Le marché de la fête patronale en 1898
Foires et Marchés à Saint-Avold du Moyen-Âge à nos jours
Extraits de l’article d’Eve Merlin paru dans le « Cahier Naborien » numéro 6
À partir du Moyen-Âge et jusqu’au milieu du XVIIIe siècle, les foires ont constitué en Europe l’instrument vital du commerce intérieur et international. Réunissant les changeurs et les correspondants des firmes des grandes cités marchandes, elles attiraient des commerçants ambulants qui, en marge de grandes affaires, fournissaient à la population des villes, des marchandises de consommation courante. Ces forains, qui allaient de bourg en bourg produire leur étalage aux jours de marché, étaient souvent accompagnés de bateleurs, artistes ambulants qui, pour leur part, montaient sur des trétaux de véritables spectacles ou simplement amusaient les badauds par leurs tours.
L’élargissement des marchés (que suscitent l’augmentation de la population et le progrès des transports) a donc contribué à la croissance commerciale. Les marchands étaient cependant exposés à des difficultés de conjoncture, comme la guerre de Sept Ans ou la crise frumentaire de 1770, ou encore les invasions allemandes du XIXe siècle. Il est intéressant de se pencher sur l’activité commerciale que constituent les foires et les marchés dans la ville lorraine de Saint-Avold.
Des débuts prometteurs
La route menant de Metz à Mayence a connu, dès l’époque romaine, une grande importance stratégique et le Pays Naborien a été, dès le Moyen-Âge, un point de passage obligé dans le cadre des échanges est-ouest ou nord-sud.
Les échanges commerciaux portaient sur l’approvisionnement en biens de consommation courants tels que le sel, les métaux et produits métalliques. (La Sarre ainsi que de nombreuses contrées de la Moselle et du Palatinat occidental dépendaient des livraisons de sel en provenance de la Moselle et du Duché de Lorraine). Dans le cadre de ces échanges régionaux, la région de Metz fut appelée à jouer un rôle d’autant plus important qu’elle se situait en début de la zone de passage de Nassau-Sarrebrück. Le marché de Saint-Nabor a tiré le plus grand profit des ces échanges régionaux voire internationaux.

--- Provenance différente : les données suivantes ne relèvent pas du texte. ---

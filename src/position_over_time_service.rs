use std::{collections::BTreeMap, time::Instant};

use anyhow::bail;
use chrono::{DateTime, Utc};
use serde::{Deserialize, Serialize};
use tracing::log;

use crate::{fixtures_service::Fixtures, models::{Score, TeamName}, standing_service::Standings};

#[derive(Serialize, Deserialize, Debug, Clone, PartialEq)]
pub struct PositionEntry {
    pub matchday: u8,
    pub date: Option<DateTime<Utc>>,
    pub score: Option<Score>,
    pub at_home: Option<bool>,
    pub gd: i16,
    pub points: u16,
    pub cum_gd: i16,
    pub cum_points: u16,
    pub position: u8,
}

#[derive(Serialize, Deserialize, Debug, Clone, Default)]
pub struct PositionOverTime {
    pub matchdays: Vec<u8>,
    pub teams: BTreeMap<TeamName, BTreeMap<u8, PositionEntry>>,
}

impl PositionOverTime {
    pub fn is_empty(&self) -> bool {
        self.teams.is_empty()
    }

    pub fn get(&self, team: &str, matchday: u8) -> Option<&PositionEntry> {
        self.teams.get(team).and_then(|e| e.get(&matchday))
    }

    pub fn positions(&self, team: &str) -> Vec<(u8, u8)> {
        self.teams.get(team)
            .map(|e| e.values().map(|p| (p.matchday, p.position)).collect())
            .unwrap_or_default()
    }
}

pub struct PositionOverTimeService;

impl PositionOverTimeService {
    pub fn build(fixtures: &Fixtures, standings: &Standings) -> anyhow::Result<PositionOverTime> {
        let before = Instant::now();
        if fixtures.is_empty() {
            bail!("Cannot build position over time: fixtures empty");
        }

        let matchdays = fixtures.played_matchdays();
        let mut teams = BTreeMap::<TeamName, BTreeMap<u8, PositionEntry>>::new();
        let mut totals = BTreeMap::<TeamName, (i16, u16)>::new();

        for (i, matchday) in matchdays.iter().enumerate() {
            let mut rows: Vec<(TeamName, PositionEntry)> = fixtures.teams.keys()
                .map(|team| {
                    let fixture = fixtures.get(team, *matchday);
                    let score = fixture.and_then(|f| f.score);
                    let at_home = fixture.map(|f| f.at_home);
                    let (gd, points) = match (score, at_home) {
                        (Some(s), Some(h)) => (s.goal_diff_for(h), s.points_for(h)),
                        _ => (0, 0),
                    };
                    let total = totals.entry(team.clone()).or_default();
                    total.0 += gd;
                    total.1 += points;
                    (team.clone(), PositionEntry {
                        matchday: *matchday,
                        date: fixture.map(|f| f.date),
                        score,
                        at_home,
                        gd,
                        points,
                        cum_gd: total.0,
                        cum_points: total.1,
                        position: 0,
                    })
                })
                .collect();

            rows.sort_by(|(a_team, a), (b_team, b)| {
                b.cum_points.cmp(&a.cum_points)
                    .then(b.cum_gd.cmp(&a.cum_gd))
                    .then(a_team.cmp(b_team))
            });
            let is_last = i + 1 == matchdays.len();
            for (idx, (team, mut entry)) in rows.into_iter().enumerate() {
                let tallied = u8::try_from(idx + 1).unwrap_or(u8::MAX);
                entry.position = if is_last {
                    standings.current_season
                        .and_then(|season| standings.position(&team, &season))
                        .unwrap_or(tallied)
                } else {
                    tallied
                };
                teams.entry(team).or_default().insert(*matchday, entry);
            }
        }

        log::info!("[POSITION] Built {} matchdays {:.2?}", matchdays.len(), before.elapsed());
        Ok(PositionOverTime { matchdays, teams })
    }
}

Se dotant du “Stadtrecht” c’est-à-dire de libertés municipales impulsant le commerce grâce à l’émergence d’une petite bourgeoisie, Saint-Avold avait, au milieu du XVIe siècle, atteint un niveau de développement tel qu’elle aurait pu concurrencer Sarrebrück.
Si l’on excepte les produits de consommation durable destinés aux grandes foires, il existait une forte demande constante de sel et produits alimentaires. En Lorraine, les ressources de sel sont nombreuses et le “pays salin” est caractérisé par la présence du “briquetage”, c’est-à-dire d’une masse énorme d’objets en terre cuite qui apparaissent généralement sous la forme de petits boudins, de bâtonnets, de plaquettes ou même de godets, sur ou dans lesquels on versait de l’eau salée tandis qu’on les chauffait pour obtenir l’évaporation de l’eau : à la fin de l’opération, seul restait le sel qui adhérait aux parois de l’argile cuite et que l’on pouvait ainsi facilement récupérer.

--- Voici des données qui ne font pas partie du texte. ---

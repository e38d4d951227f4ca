use chrono::{DateTime, Utc};
use serde::{Deserialize, Serialize};

use crate::models::{MatchStatus, Score};
use crate::team_names;

#[derive(Serialize, Deserialize, Debug, Clone)]
pub struct ExtTeam {
    pub name: String,
    #[serde(default)]
    pub crestUrl: Option<String>,
}

#[derive(Serialize, Deserialize, Debug, Clone, Default)]
pub struct FullTime {
    pub homeTeam: Option<u8>,
    pub awayTeam: Option<u8>,
}

#[derive(Serialize, Deserialize, Debug, Clone, Default)]
pub struct ExtScore {
    pub winner: Option<String>,
    #[serde(default)]
    pub fullTime: FullTime,
}

#[derive(Serialize, Deserialize, Debug, Clone)]
pub struct ExtMatch {
    pub utcDate: DateTime<Utc>,
    pub status: MatchStatus,
    pub matchday: u8,
    pub homeTeam: ExtTeam,
    pub awayTeam: ExtTeam,
    #[serde(default)]
    pub score: ExtScore,
}

impl ExtMatch {
    pub fn home_name(&self) -> String {
        team_names::clean(&self.homeTeam.name)
    }

    pub fn away_name(&self) -> String {
        team_names::clean(&self.awayTeam.name)
    }

    /// Full time score, only present once the match is finished.
    pub fn get_score(&self) -> Option<Score> {
        if !self.status.is_finished() {
            return None;
        }
        match (self.score.fullTime.homeTeam, self.score.fullTime.awayTeam) {
            (Some(home), Some(away)) => Some(Score::new(home, away)),
            _ => None,
        }
    }
}

#[derive(Serialize, Deserialize, Debug, Clone, Default)]
pub struct MatchesRsp {
    pub matches: Vec<ExtMatch>,
}
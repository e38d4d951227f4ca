use std::{collections::BTreeMap, time::Instant};

use anyhow::bail;
use chrono::{DateTime, Utc};
use serde::{Deserialize, Serialize};
use tracing::log;

use crate::{fixtures_service::Fixtures, models::{MatchResult, Score, Season, TeamName}, models_external::matches::ExtMatch, team_names};

#[derive(Serialize, Deserialize, Debug, Clone, PartialEq)]
pub struct PrevMatch {
    pub date: DateTime<Utc>,
    pub readable_date: String,
    pub home_team: TeamName,
    pub away_team: TeamName,
    pub home_goals: u8,
    pub away_goals: u8,
    pub result: String,
}

impl PrevMatch {
    pub fn score(&self) -> Score {
        Score::new(self.home_goals, self.away_goals)
    }
}

#[derive(Serialize, Deserialize, Debug, Clone, PartialEq)]
pub struct NextGame {
    pub date: DateTime<Utc>,
    pub matchday: u8,
    pub opponent: TeamName,
    pub at_home: bool,
    pub prev_matches: Vec<PrevMatch>,
}

#[derive(Serialize, Deserialize, Debug, Clone, Default)]
pub struct Upcoming {
    pub teams: BTreeMap<TeamName, Option<NextGame>>,
}

impl Upcoming {
    pub fn is_empty(&self) -> bool {
        self.teams.is_empty()
    }

    pub fn get(&self, team: &str) -> Option<&NextGame> {
        self.teams.get(team).and_then(|e| e.as_ref())
    }
}

fn result_word(result: MatchResult) -> &'static str {
    match result {
        MatchResult::W => "Won",
        MatchResult::D => "Drew",
        MatchResult::L => "Lost",
    }
}

pub struct UpcomingService;

impl UpcomingService {
    /// Finished meetings of the two teams in the given seasons, newest first,
    /// with the result seen from `team`.
    pub fn prev_matches(seasons: &[(Season, &[ExtMatch])], team: &str, opponent: &str) -> Vec<PrevMatch> {
        let mut prev: Vec<PrevMatch> = seasons.iter()
            .flat_map(|(_, matches)| matches.iter())
            .filter_map(|m| {
                let (home, away) = (m.home_name(), m.away_name());
                let at_home = if home == team && away == opponent {
                    true
                } else if home == opponent && away == team {
                    false
                } else {
                    return None;
                };
                let score = m.get_score()?;
                Some(PrevMatch {
                    date: m.utcDate,
                    readable_date: team_names::readable_date(&m.utcDate),
                    home_team: home,
                    away_team: away,
                    home_goals: score.home,
                    away_goals: score.away,
                    result: result_word(score.result_for(at_home)).to_string(),
                })
            })
            .collect();
        prev.sort_by(|a, b| b.date.cmp(&a.date));
        prev
    }

    pub fn build(fixtures: &Fixtures, seasons: &[(Season, &[ExtMatch])]) -> anyhow::Result<Upcoming> {
        let before = Instant::now();
        if fixtures.is_empty() {
            bail!("Cannot build upcoming: fixtures empty");
        }

        let teams: BTreeMap<TeamName, Option<NextGame>> = fixtures.teams.keys()
            .map(|team| {
                let next = fixtures.next_game(team).map(|f| NextGame {
                    date: f.date,
                    matchday: f.matchday,
                    opponent: f.opponent.clone(),
                    at_home: f.at_home,
                    prev_matches: UpcomingService::prev_matches(seasons, team, &f.opponent),
                });
                (team.clone(), next)
            })
            .collect();

        log::info!("[UPCOMING] Built {} teams {:.2?}", teams.len(), before.elapsed());
        Ok(Upcoming { teams })
    }
}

Sur le marché de Saint-Avold, vers le milieu du XVe siècle, le verre avait une très grande importance et on commença d’ailleurs, à cette époque, à exporter du verre produit en Lorraine ainsi que dans le Warndt vers les marchés rhénans et hollandais.
Le marché hebdomadaire vers 1898
Du Moyen-Âge au XIXe siècle
Les différentes foires
Dans la seigneurie de Hombourg, les autorités ducales avaient créé après 1581 deux foires à Hombourg et quatre à Saint-Avold :
- à Noël,
- à la Mi-Carême,
- à Quasimodo,
- et le lundi après la Saint Adelphe.
Très souvent, ces foires s’accompagnaient de pèlerinages comme à Saint Blaise, Saint Gangolf, Saint Gràfinthal. Outre les foires, les bourgades importantes et parfois même des villages avaient leurs marchés hebdomadaires où les paysans des villages voisins mettaient en vente des oeufs, des poules, des oies, du beurre, des légumes, des grains.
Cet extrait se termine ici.